Уильям Фарр: Что, Ученый Коломбо?
Ученый Коломбо: Да вот этот другой парень, Джоном Сноу его зовут. У него вроде тоже есть кое-какие данные, но они указывают на водные ресурсы, не на высоту над уровнем моря. Не понимаю, в чем тут дело.
Уильям Фарр: Но у меня данных больше. А Сноу тут ни пришей ни пристегни. Ему вообще никто не верит.
Ученый Коломбо: Может быть. Но я просто не могу выкинуть это из головы.

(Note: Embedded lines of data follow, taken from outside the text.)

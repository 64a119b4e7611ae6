// Copyright 2019-2026 ChainSafe Systems
// SPDX-License-Identifier: Apache-2.0, MIT

use crate::rpc::methods::common::LilyShutdown;
use crate::rpc::{self, RpcMethodExt as _};

#[derive(Debug, clap::Args)]
pub struct ShutdownCommand {}

impl ShutdownCommand {
    pub async fn run(self, client: rpc::Client) -> anyhow::Result<()> {
        println!("Shutting down lily");
        LilyShutdown::call(&client, ()).await?;
        Ok(())
    }
}
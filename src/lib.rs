// Copyright 2019-2026 ChainSafe Systems
// SPDX-License-Identifier: Apache-2.0, MIT

mod actors;
mod blocks;
mod chain;
mod cli;
mod cli_shared;
mod daemon;
mod datasource;
mod indexer;
mod jobs;
mod lotus_json;
mod message;
mod model;
mod networks;
mod queue;
mod rpc;
mod schedule;
mod shim;
mod storage;
mod tasks;
mod utils;

pub use cli::lily_main;
// Copyright 2019-2026 ChainSafe Systems
// SPDX-License-Identifier: Apache-2.0, MIT

use std::path::Path;

use anyhow::Context as _;

use crate::cli::UsageError;
use crate::cli_shared::cli::{CONFIG_FILE_NAME, Config};

#[derive(Debug, clap::Args)]
pub struct InitCommand {
    /// Overwrite an existing configuration
    #[arg(long)]
    force: bool,
}

impl InitCommand {
    pub fn run(self, repo: &Path) -> anyhow::Result<()> {
        let path = repo.join(CONFIG_FILE_NAME);
        if path.exists() && !self.force {
            return Err(UsageError(format!(
                "{} already exists, pass --force to overwrite it",
                path.display()
            ))
            .into());
        }
        std::fs::create_dir_all(repo)
            .with_context(|| format!("failed to create {}", repo.display()))?;
        std::fs::write(&path, Config::default().to_toml()?)
            .with_context(|| format!("failed to write {}", path.display()))?;
        println!("Initialized lily repository at {}", repo.display());
        Ok(())
    }
}
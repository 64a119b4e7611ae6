// Copyright 2019-2026 ChainSafe Systems
// SPDX-License-Identifier: Apache-2.0, MIT

use std::time::Duration;

use clap::Subcommand;
use tabled::{builder::Builder, settings::Style};

use crate::blocks::TipsetKey;
use crate::model::ReportStatus;
use crate::rpc::methods::lily::{LilyIndex, LilyIndexConfig, LilyJobConfig, TaskStatus};
use crate::rpc::{self, RpcMethodExt as _};
use crate::shim::clock::ChainEpoch;

#[derive(Debug, Clone, clap::Args)]
pub struct IndexFlags {
    /// Comma separated task and task set names. Defaults to every task
    #[arg(long, value_delimiter = ',', env = "LILY_JOB_TASKS")]
    pub tasks: Vec<String>,
    /// Storage to write to, by its name in the configuration. Empty discards the output
    #[arg(long, default_value = "", env = "LILY_STORAGE")]
    pub storage: String,
    /// Time allowed to index the tipset. Zero disables the limit
    #[arg(long, default_value = "30s", value_parser = humantime::parse_duration, env = "LILY_JOB_WINDOW")]
    pub window: Duration,
}

#[derive(Debug, Subcommand)]
pub enum IndexCommands {
    /// Index the tipset with the given key, such as `{bafy..,bafy..}`
    Tipset {
        key: TipsetKey,
        #[command(flatten)]
        flags: IndexFlags,
    },
    /// Index the tipset at a height
    Height {
        height: ChainEpoch,
        #[command(flatten)]
        flags: IndexFlags,
    },
}

impl IndexCommands {
    pub async fn run(self, client: rpc::Client) -> anyhow::Result<()> {
        let (flags, tip_set, height) = match self {
            Self::Tipset { key, flags } => (flags, Some(key), None),
            Self::Height { height, flags } => (flags, None, Some(height)),
        };
        let config = LilyIndexConfig {
            job: LilyJobConfig {
                tasks: flags.tasks,
                window: flags.window,
                storage: flags.storage,
                ..Default::default()
            },
            tip_set,
            height,
        };
        let statuses = LilyIndex::call(&client, (config,)).await?;
        println!("{}", status_table(&statuses));
        let failed = statuses
            .iter()
            .filter(|s| s.status == ReportStatus::Error)
            .count();
        anyhow::ensure!(failed == 0, "{failed} task(s) failed");
        Ok(())
    }
}

fn status_table(statuses: &[TaskStatus]) -> String {
    let mut builder = Builder::default();
    builder.push_record(["Task", "Height", "Status", "Information"]);
    for status in statuses {
        builder.push_record([
            status.task.clone(),
            status.height.to_string(),
            status.status.to_string(),
            status.information.clone().unwrap_or_default(),
        ]);
    }
    builder.build().with(Style::sharp()).to_string()
}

Еще один специалист по статистике, Джон Сноу, не поверил в теорию грязного воздуха и показал сильную статистическую связь между вспышкой холеры 1849 года и водными ресурсами. Он заявил, что какой-то патоген загрязнял воду, а потом размножался в кишечнике у людей, провоцируя болезнь. В то время предположение Сноу многие отвергали, предпочитая более очевидную теорию грязного воздуха. Но наука работает по своим принципам, и идею Сноу все-таки не торопились окончательно сбросить со счетов. Уильям Фарр, которого многие считали авторитетом в своей области, оказался достаточно мудрым, чтобы допустить вероятность собственной ошибки.

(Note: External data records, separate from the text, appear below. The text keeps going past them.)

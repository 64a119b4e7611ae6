// Copyright 2019-2026 ChainSafe Systems
// SPDX-License-Identifier: Apache-2.0, MIT

use std::sync::Arc;
use std::time::Duration;

use pretty_assertions::assert_eq;

use super::*;
use crate::datasource::memory::{ChainBuilder, FailurePoint};
use crate::storage::memory::MemoryStorage;

fn indexer(builder: &ChainBuilder) -> (Indexer, Arc<MemoryStorage>) {
    let storage = Arc::new(MemoryStorage::new(false));
    let indexer = Indexer::new(builder.source(), storage.clone(), "test")
        .unwrap()
        .with_parallelism(4);
    (indexer, storage)
}

fn status_of(report: &TipsetReport, task: Task) -> ReportStatus {
    report
        .reports
        .iter()
        .find(|r| r.task == task.name() && r.height == report.height)
        .map(|r| r.status)
        .unwrap()
}

#[tokio::test]
async fn indexes_every_task() {
    let mut builder = ChainBuilder::new();
    let ts1 = builder.extend_to(1);
    let ts2 = builder.extend_to(2);
    let (indexer, storage) = indexer(&builder);

    let report = indexer.index(&ts2, &ts1, &Task::all(), &CancellationToken::new()).await.unwrap();
    assert_eq!(report.reports.len(), Task::all().len());
    assert!(report.is_complete());
    assert_eq!(report.count(ReportStatus::Error), 0);
    assert_eq!(storage.count("processing_reports"), Task::all().len());
    assert_eq!(storage.count("messages"), 4);
    assert_eq!(storage.count("block_headers"), 2);
}

#[tokio::test]
async fn failing_task_is_isolated() {
    let mut builder = ChainBuilder::new();
    let ts1 = builder.extend_to(1);
    let ts2 = builder.extend_to(2);
    builder.source().inject_failure(FailurePoint::ChangedActors, 2);
    let (indexer, storage) = indexer(&builder);

    let tasks = [Task::Message, Task::Actor, Task::ActorState];
    let report = indexer.index(&ts2, &ts1, &tasks, &CancellationToken::new()).await.unwrap();
    assert_eq!(status_of(&report, Task::Message), ReportStatus::Ok);
    assert_eq!(status_of(&report, Task::Actor), ReportStatus::Error);
    assert_eq!(status_of(&report, Task::ActorState), ReportStatus::Error);
    assert!(!report.is_complete());

    assert_eq!(storage.count("messages"), 4);
    assert_eq!(storage.count("actors"), 0);
    assert_eq!(storage.count("actor_states"), 0);
    let failed = report
        .reports
        .iter()
        .find(|r| r.status == ReportStatus::Error)
        .unwrap();
    assert!(failed.errors_detected.is_some());
    assert!(failed.status_information.as_deref().unwrap().contains("ChangedActors"));
}

#[tokio::test]
async fn null_rounds_are_reported() {
    let mut builder = ChainBuilder::new();
    let ts3 = builder.extend_to(3);
    let ts6 = builder.push(6);
    let (indexer, storage) = indexer(&builder);

    let tasks = [Task::BlockHeader, Task::Message];
    let report = indexer.index(&ts6, &ts3, &tasks, &CancellationToken::new()).await.unwrap();
    assert_eq!(report.reports.len(), 6);
    assert!(report.is_complete());

    let mut stored: Vec<_> = storage
        .reports()
        .unwrap()
        .into_iter()
        .map(|r| (r.height, r.task, r.status))
        .collect();
    stored.sort();
    assert_eq!(
        stored,
        vec![
            (4, "block_header".into(), ReportStatus::Info),
            (4, "message".into(), ReportStatus::Info),
            (5, "block_header".into(), ReportStatus::Info),
            (5, "message".into(), ReportStatus::Info),
            (6, "block_header".into(), ReportStatus::Ok),
            (6, "message".into(), ReportStatus::Ok),
        ]
    );
}

#[tokio::test]
async fn window_bounds_slow_tasks() {
    let mut builder = ChainBuilder::new();
    let ts1 = builder.extend_to(1);
    let ts2 = builder.extend_to(2);
    builder
        .source()
        .inject_delay(FailurePoint::MessageExecutions, 2, Duration::from_secs(5));
    let (indexer, storage) = indexer(&builder);
    let indexer = indexer.with_window(Duration::from_millis(200));

    let started = std::time::Instant::now();
    let report = indexer
        .index(
            &ts2,
            &ts1,
            &[Task::BlockHeader, Task::VmMessages],
            &CancellationToken::new(),
        )
        .await
        .unwrap();
    assert!(started.elapsed() < Duration::from_secs(4));
    assert_eq!(status_of(&report, Task::BlockHeader), ReportStatus::Ok);
    assert_eq!(status_of(&report, Task::VmMessages), ReportStatus::Error);
    assert_eq!(storage.count("vm_messages"), 0);
    assert_eq!(storage.count("block_headers"), 2);
}

#[tokio::test]
async fn cancellation_stops_running_tasks() {
    let mut builder = ChainBuilder::new();
    let ts1 = builder.extend_to(1);
    let ts2 = builder.extend_to(2);
    builder
        .source()
        .inject_delay(FailurePoint::MessageExecutions, 2, Duration::from_secs(5));
    let (indexer, storage) = indexer(&builder);
    let indexer = indexer.with_window(Duration::ZERO);

    let cancel = CancellationToken::new();
    tokio::spawn({
        let cancel = cancel.clone();
        async move {
            tokio::time::sleep(Duration::from_millis(200)).await;
            cancel.cancel();
        }
    });
    let started = std::time::Instant::now();
    let report = indexer
        .index(&ts2, &ts1, &[Task::BlockHeader, Task::VmMessages], &cancel)
        .await
        .unwrap();
    assert!(started.elapsed() < Duration::from_secs(4));
    assert_eq!(status_of(&report, Task::BlockHeader), ReportStatus::Ok);
    assert_eq!(status_of(&report, Task::VmMessages), ReportStatus::Error);
    assert_eq!(storage.count("vm_messages"), 0);
    assert_eq!(storage.count("processing_reports"), 2);
}

#[tokio::test]
async fn null_rounds_alone_leave_tipsets_untouched() {
    let mut builder = ChainBuilder::new();
    let ts3 = builder.extend_to(3);
    let ts7 = builder.push(7);
    let (indexer, storage) = indexer(&builder);

    let heights = HeightRange::new(5, 9).unwrap();
    let report = indexer
        .index_null_rounds(&ts7, &ts3, heights, &[Task::ChainConsensus, Task::Message])
        .await
        .unwrap();
    assert_eq!(report.height, 6);
    assert_eq!(report.reports.len(), 4);
    assert_eq!(report.count(ReportStatus::Info), 4);
    assert_eq!(storage.count("chain_consensus"), 2);
    assert_eq!(storage.count_at("chain_consensus", 7), 0);
    assert_eq!(storage.count("messages"), 0);
    assert!(storage.reports().unwrap().iter().all(|r| (5..=6).contains(&r.height)));
}

#[tokio::test]
async fn genesis_skips_parent_tasks() {
    let builder = ChainBuilder::new();
    let genesis = builder.genesis().clone();
    let (indexer, storage) = indexer(&builder);

    let report = indexer
        .index(
            &genesis,
            &genesis,
            &[Task::BlockHeader, Task::Receipt],
            &CancellationToken::new(),
        )
        .await
        .unwrap();
    assert_eq!(status_of(&report, Task::BlockHeader), ReportStatus::Ok);
    assert_eq!(status_of(&report, Task::Receipt), ReportStatus::Info);
    assert_eq!(storage.count("block_headers"), 1);
    assert_eq!(storage.count("receipts"), 0);
}

#[tokio::test]
async fn records_shed_work() {
    let mut builder = ChainBuilder::new();
    let ts1 = builder.extend_to(1);
    let (indexer, storage) = indexer(&builder);

    indexer
        .record(&ts1, &[Task::Message, Task::Receipt], ReportStatus::Skipped, "backlog")
        .await
        .unwrap();
    let reports = storage.reports().unwrap();
    assert_eq!(reports.len(), 2);
    assert!(reports.iter().all(|r| r.status == ReportStatus::Skipped && r.height == 1));
}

После новой холерной вспышки в 1853 году Сноу предложил более явные доказательства того, что вода из двух разных источников показывает сильную корреляцию с болезнью. Тогда Фарр вместе со всем научным сообществом стал допускать, что загрязненная вода может быть одной из причин эпидемии. В 1866 году, уже после смерти Сноу и после многочисленных исследований, подтвердивших его правоту, Фарр согласился с тем, что водоснабжение, а не вонь, витавшая в воздухе, было причиной распространения холеры. Научный труд подтолкнул к началу канализационных работ, к очистке воды, и вот уже меньше чем через 50 лет холерные вспышки в развитых странах практически прекратились. Понимание причин болезни спасло бесчисленное количество жизней, сделало возможной безопасную урбанизацию по всему миру. Холера до сих пор остается распространенной болезнью и уносит ежегодно по несколько тысяч жизней. Но теперь мы по крайней мере знаем, откуда она берется. Если там, где возникает вспышка, есть ресурсы, можно смягчить последствия эпидемии.